Stopping cavitation before it starts is a matter of routine inspection and maintenance.

For starters, install and tune highspeed pressure sensors on the mud suction line to alarm if the pressure falls below 30 psi. Accelerometers can also be used to detect slight changes in module performance and can be a good early warning system for cavitation prevention. Routinely conduct visual inspections on the pump. While the knocking may not be loud, if inspections are conducted on a regular basis, a field technician will be able to detect moderate vibrations or knocking sounds. Finally, maintain the gear end of the pump and check oil on a regular basis.

GD Energy Products offers Pump University (PumpU), a mobile classroom that travels to customers’ facilities and/or drilling rigs and trains rig crews on how to properly maintain pumping equipment. Participants in the program have found that their improved maintenance skills have extended the life of fluid end expendables on their sites, in addition to lowering repair costs, decreasing production costs and reducing workplace hazards.

MP Cavpng

FIGURES 1 (LEFT) and 2: Long-term, severe cavitation can cause surface pitting on a module crossbore and reduce the module’s fatigue life. Over time, cavitation can lead to expensive maintenance issues and a potentially catastrophic failure.

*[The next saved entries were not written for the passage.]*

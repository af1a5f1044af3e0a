use std::path::PathBuf;

use clap::Parser;

fn parse_positive_u64(value: &str) -> Result<u64, String> {
    let parsed = value
        .parse::<u64>()
        .map_err(|error| format!("failed to parse integer: {error}"))?;
    if parsed == 0 {
        return Err("value must be greater than 0".to_string());
    }
    Ok(parsed)
}

fn parse_positive_usize(value: &str) -> Result<usize, String> {
    let parsed = value
        .parse::<usize>()
        .map_err(|error| format!("failed to parse integer: {error}"))?;
    if parsed == 0 {
        return Err("value must be greater than 0".to_string());
    }
    Ok(parsed)
}

#[derive(Debug, Parser)]
#[command(
    name = "herald",
    about = "Discord notification fan-out service with an HTTP dashboard",
    version
)]
pub struct Cli {
    #[arg(
        long,
        env = "HERALD_DISCORD_BOT_TOKEN",
        hide_env_values = true,
        help = "Discord bot token used for the gateway session and REST calls."
    )]
    pub discord_bot_token: String,

    #[arg(
        long,
        env = "HERALD_STATE_DIR",
        default_value = ".herald",
        help = "Directory holding the persisted notify-state documents."
    )]
    pub state_dir: PathBuf,

    #[arg(
        long,
        env = "HERALD_COMMAND_PREFIX",
        default_value = "!",
        help = "Prefix that introduces chat commands."
    )]
    pub command_prefix: String,

    #[arg(
        long,
        env = "HERALD_DISCORD_API_BASE",
        default_value = "https://discord.com/api/v10",
        help = "Discord REST API base URL."
    )]
    pub discord_api_base: String,

    #[arg(
        long,
        env = "HERALD_DASHBOARD_BIND",
        default_value = "0.0.0.0:8080",
        help = "Bind address for the HTTP dashboard."
    )]
    pub dashboard_bind: String,

    #[arg(
        long,
        env = "HERALD_DASHBOARD_BRIDGE_TIMEOUT_MS",
        default_value_t = 20_000,
        value_parser = parse_positive_u64,
        help = "How long the dashboard waits for a fan-out result before reporting failure."
    )]
    pub dashboard_bridge_timeout_ms: u64,

    #[arg(
        long,
        default_value_t = 30_000,
        value_parser = parse_positive_u64,
        help = "Per-request timeout for Discord REST calls."
    )]
    pub request_timeout_ms: u64,

    #[arg(
        long,
        default_value_t = 3,
        value_parser = parse_positive_usize,
        help = "Maximum attempts for retryable Discord REST failures."
    )]
    pub retry_max_attempts: usize,

    #[arg(
        long,
        default_value_t = 250,
        value_parser = parse_positive_u64,
        help = "Base delay for REST retry backoff."
    )]
    pub retry_base_delay_ms: u64,

    #[arg(
        long,
        default_value_t = 5_000,
        value_parser = parse_positive_u64,
        help = "Delay before reconnecting a failed gateway session."
    )]
    pub reconnect_delay_ms: u64,
}

#[cfg(test)]
mod tests {
    use super::*;

    #[test]
    fn unit_cli_definition_is_consistent() {
        use clap::CommandFactory;
        Cli::command().debug_assert();
    }

    #[test]
    fn unit_positive_parsers_reject_zero_and_garbage() {
        assert!(parse_positive_u64("20000").is_ok());
        assert!(parse_positive_u64("0").is_err());
        assert!(parse_positive_u64("abc").is_err());
        assert!(parse_positive_usize("3").is_ok());
        assert!(parse_positive_usize("0").is_err());
    }
}
//! Tests for dashboard action handling and page rendering.

use std::{path::Path, time::Duration};

use super::{
    apply_dashboard_action, html_escape, render_dashboard_page, DashboardContext, DashboardForm,
};
use herald_state::{
    control_channel, ControlAction, ControlOutcome, NotifyStateStore, SharedNotifyState,
};

fn test_state(dir: &Path) -> SharedNotifyState {
    SharedNotifyState::load(NotifyStateStore::new(dir)).expect("load state")
}

fn test_context(dir: &Path, bridge_wait: Duration) -> (DashboardContext, tokio::sync::mpsc::Receiver<herald_state::ControlRequest>) {
    let (bridge, control_rx) = control_channel(4);
    (
        DashboardContext {
            state: test_state(dir),
            bridge,
            bridge_wait,
        },
        control_rx,
    )
}

fn form(action: Option<&str>, event_message: Option<&str>) -> DashboardForm {
    DashboardForm {
        action: action.map(ToOwned::to_owned),
        event_message: event_message.map(ToOwned::to_owned),
    }
}

#[tokio::test]
async fn functional_save_persists_message_and_annotates_page() {
    let tempdir = tempfile::tempdir().expect("tempdir");
    let (context, _control_rx) = test_context(tempdir.path(), Duration::from_millis(50));

    let outcome = apply_dashboard_action(&context, form(Some("save"), Some("Party tonight!"))).await;
    assert_eq!(outcome, "Saved!");

    let reloaded = test_state(tempdir.path());
    assert_eq!(reloaded.event_message().expect("message"), "Party tonight!");
}

#[tokio::test]
async fn functional_send_reports_delivered_count() {
    let tempdir = tempfile::tempdir().expect("tempdir");
    let (context, mut control_rx) = test_context(tempdir.path(), Duration::from_secs(1));

    let owner = tokio::spawn(async move {
        let request = control_rx.recv().await.expect("request");
        assert_eq!(request.action, ControlAction::Announce);
        let _ = request.reply.send(ControlOutcome::Announced { delivered: 5 });
    });

    let outcome = apply_dashboard_action(&context, form(Some("send"), None)).await;
    assert_eq!(outcome, "Sent to 5 users.");
    owner.await.expect("owner task");
}

#[tokio::test]
async fn regression_send_timeout_renders_failure_while_delivery_may_continue() {
    let tempdir = tempfile::tempdir().expect("tempdir");
    let (context, mut control_rx) = test_context(tempdir.path(), Duration::from_millis(10));

    let owner = tokio::spawn(async move {
        let request = control_rx.recv().await.expect("request");
        tokio::time::sleep(Duration::from_millis(100)).await;
        // The accepted race: delivery finished after the page already failed.
        assert!(request
            .reply
            .send(ControlOutcome::Announced { delivered: 2 })
            .is_err());
    });

    let outcome = apply_dashboard_action(&context, form(Some("send"), None)).await;
    assert_eq!(outcome, "Failed to send.");
    owner.await.expect("owner task");
}

#[tokio::test]
async fn functional_send_maps_owner_failure_to_generic_message() {
    let tempdir = tempfile::tempdir().expect("tempdir");
    let (context, mut control_rx) = test_context(tempdir.path(), Duration::from_secs(1));

    let owner = tokio::spawn(async move {
        let request = control_rx.recv().await.expect("request");
        let _ = request.reply.send(ControlOutcome::Failed {
            reason: "directory walk failed".to_string(),
        });
    });

    let outcome = apply_dashboard_action(&context, form(Some("send"), None)).await;
    assert_eq!(outcome, "Failed to send.");
    owner.await.expect("owner task");
}

#[tokio::test]
async fn functional_preview_is_fire_and_forget() {
    let tempdir = tempfile::tempdir().expect("tempdir");
    let (context, mut control_rx) = test_context(tempdir.path(), Duration::from_millis(50));

    let outcome = apply_dashboard_action(&context, form(Some("preview"), None)).await;
    assert_eq!(outcome, "Preview sent.");

    let request = control_rx.recv().await.expect("request");
    assert_eq!(request.action, ControlAction::PreviewToOwner);
    assert!(request.reply.send(ControlOutcome::PreviewSent).is_err());
}

#[tokio::test]
async fn unit_unknown_action_renders_without_outcome() {
    let tempdir = tempfile::tempdir().expect("tempdir");
    let (context, _control_rx) = test_context(tempdir.path(), Duration::from_millis(50));

    assert_eq!(apply_dashboard_action(&context, form(None, None)).await, "");
    assert_eq!(
        apply_dashboard_action(&context, form(Some("reboot"), None)).await,
        ""
    );
}

#[test]
fn unit_render_includes_message_counts_and_outcome() {
    let page = render_dashboard_page("Party tonight!", "Saved!", 7, 21);
    assert!(page.contains("Party tonight!"));
    assert!(page.contains("Saved!"));
    assert!(page.contains("Opted-in users: 7"));
    assert!(page.contains("Users with tracked roles: 21"));
}

#[test]
fn regression_render_escapes_markup_in_the_event_message() {
    let page = render_dashboard_page("<script>\"&\"</script>", "", 0, 0);
    assert!(!page.contains("<script>"));
    assert!(page.contains("&lt;script&gt;"));
    assert!(page.contains("&quot;&amp;&quot;"));
}

#[test]
fn unit_html_escape_covers_reserved_characters() {
    assert_eq!(html_escape("a&b<c>\"d\""), "a&amp;b&lt;c&gt;&quot;d&quot;");
}
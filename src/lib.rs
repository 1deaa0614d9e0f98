pub mod codec;
pub mod message;
pub mod transport;

pub use message::{Field, MessageBuilder, StructuredMessage, Value};
pub use transport::{
    Connection, Connector, EndpointDescriptor, RequestChannel, ServerSocketProcess,
    TransportConfig, TransportError,
};
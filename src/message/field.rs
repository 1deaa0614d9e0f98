use bincode::{Decode, Encode};

use super::StructuredMessage;

/// A wire value carried by a single [`Field`].
///
/// Values are either primitives or a nested [`StructuredMessage`]; nesting
/// recurses with no fixed depth limit.
#[derive(Debug, Clone, PartialEq, Encode, Decode)]
pub enum Value {
    Bool(bool),
    I32(i32),
    I64(i64),
    F64(f64),
    Str(String),
    Bytes(Vec<u8>),
    Message(StructuredMessage),
}

impl From<bool> for Value {
    fn from(value: bool) -> Self {
        Value::Bool(value)
    }
}

impl From<i32> for Value {
    fn from(value: i32) -> Self {
        Value::I32(value)
    }
}

impl From<i64> for Value {
    fn from(value: i64) -> Self {
        Value::I64(value)
    }
}

impl From<f64> for Value {
    fn from(value: f64) -> Self {
        Value::F64(value)
    }
}

impl From<&str> for Value {
    fn from(value: &str) -> Self {
        Value::Str(value.to_string())
    }
}

impl From<String> for Value {
    fn from(value: String) -> Self {
        Value::Str(value)
    }
}

impl From<Vec<u8>> for Value {
    fn from(value: Vec<u8>) -> Self {
        Value::Bytes(value)
    }
}

impl From<StructuredMessage> for Value {
    fn from(value: StructuredMessage) -> Self {
        Value::Message(value)
    }
}

impl Value {
    pub fn as_str(&self) -> Option<&str> {
        match self {
            Value::Str(s) => Some(s),
            _ => None,
        }
    }

    pub fn as_i32(&self) -> Option<i32> {
        match self {
            Value::I32(i) => Some(*i),
            _ => None,
        }
    }

    pub fn as_i64(&self) -> Option<i64> {
        match self {
            Value::I64(i) => Some(*i),
            _ => None,
        }
    }

    pub fn as_message(&self) -> Option<&StructuredMessage> {
        match self {
            Value::Message(m) => Some(m),
            _ => None,
        }
    }
}

/// A single entry in a [`StructuredMessage`].
///
/// A field may carry a name and/or an ordinal; both may be absent, in which
/// case the field is anonymous and matched positionally only.
#[derive(Debug, Clone, PartialEq, Encode, Decode)]
pub struct Field {
    pub name: Option<String>,
    pub ordinal: Option<u16>,
    pub value: Value,
}

impl Field {
    pub fn anonymous(value: impl Into<Value>) -> Self {
        Self {
            name: None,
            ordinal: None,
            value: value.into(),
        }
    }

    pub fn named(name: impl Into<String>, value: impl Into<Value>) -> Self {
        Self {
            name: Some(name.into()),
            ordinal: None,
            value: value.into(),
        }
    }

    pub fn ordered(ordinal: u16, value: impl Into<Value>) -> Self {
        Self {
            name: None,
            ordinal: Some(ordinal),
            value: value.into(),
        }
    }
}

#[cfg(test)]
mod tests {
    use super::*;

    #[test]
    fn value_from_primitives() {
        assert_eq!(Value::from(true), Value::Bool(true));
        assert_eq!(Value::from(7i32), Value::I32(7));
        assert_eq!(Value::from(7i64), Value::I64(7));
        assert_eq!(Value::from("ping"), Value::Str("ping".to_string()));
        assert_eq!(Value::from(vec![1u8, 2]), Value::Bytes(vec![1, 2]));
    }

    #[test]
    fn field_constructors() {
        let field = Field::named("port", 8080i32);
        assert_eq!(field.name.as_deref(), Some("port"));
        assert_eq!(field.ordinal, None);
        assert_eq!(field.value, Value::I32(8080));

        let field = Field::ordered(3, "x");
        assert_eq!(field.name, None);
        assert_eq!(field.ordinal, Some(3));
    }

    #[test]
    fn value_accessors() {
        assert_eq!(Value::Str("a".into()).as_str(), Some("a"));
        assert_eq!(Value::I32(1).as_str(), None);
        assert_eq!(Value::I32(1).as_i32(), Some(1));
        assert_eq!(Value::I64(2).as_i64(), Some(2));
    }
}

At the onset of cavitation, there will be reduced life in expendables and gradual wear on the modules and power end. Severe cavitation will drastically decrease module life and will eventually lead to catastrophic pump failure, causing unwanted and costly downtime. In addition, failure of the drilling pump can also cause damage to the suction and discharge piping.


A leading North American drilling contractor encountered chronic mud system issues on multiple rigs. The company experienced more than 25 premature module washes in one year and a major power-end failure. GD Energy Products’ engineering team was called and spent time on the contractor’s rigs observing the pumps during operation and surveying the mud system’s design and configuration. The team discovered that the suction systems were undersized, feed lines were too small and there was no dampening on the suction side of the pump. There were also issues with the feed line maintenance – lines weren’t cleaned out on a regular basis and solids from the fluid had formed a thick cake on the bottom of the pipe, further reducing its diameter. The engineering team recommended increasing the diameter of the feed lines and routine cleanings to improve flow and reduce the risk of cavitation.

Following the implementation of these recommendations, the customer’s drilling pumps had significant improvements in performance. Consumables life has been extended significantly, and module washes have been reduced by nearly 85%. This improved performance has drastically reduced rig downtime and has increased the operational efficiency and customer satisfaction for the drilling contractor.


While pump age does not affect its susceptibility to cavitation, the rig’s age can. Oftentimes, a rig’s mud systems aren’t equipped for the way pumps are run today – at maximum horsepower.

The best way to prevent pump cavitation is to check the system’s feed lines and equipment daily for any signs of abnormal noise or vibrations. Although it’s impractical to flush system piping during drilling operations, strainer screens should be checked daily to remove any debris or other flow restrictions. Additionally pre-charge (centrifugal) pumps should be inspected regularly to ensure output flow and pressure is adequate. Following these simple steps will allow you to achieve maximum performance from your pumping equipment and reduce unplanned equipment outages.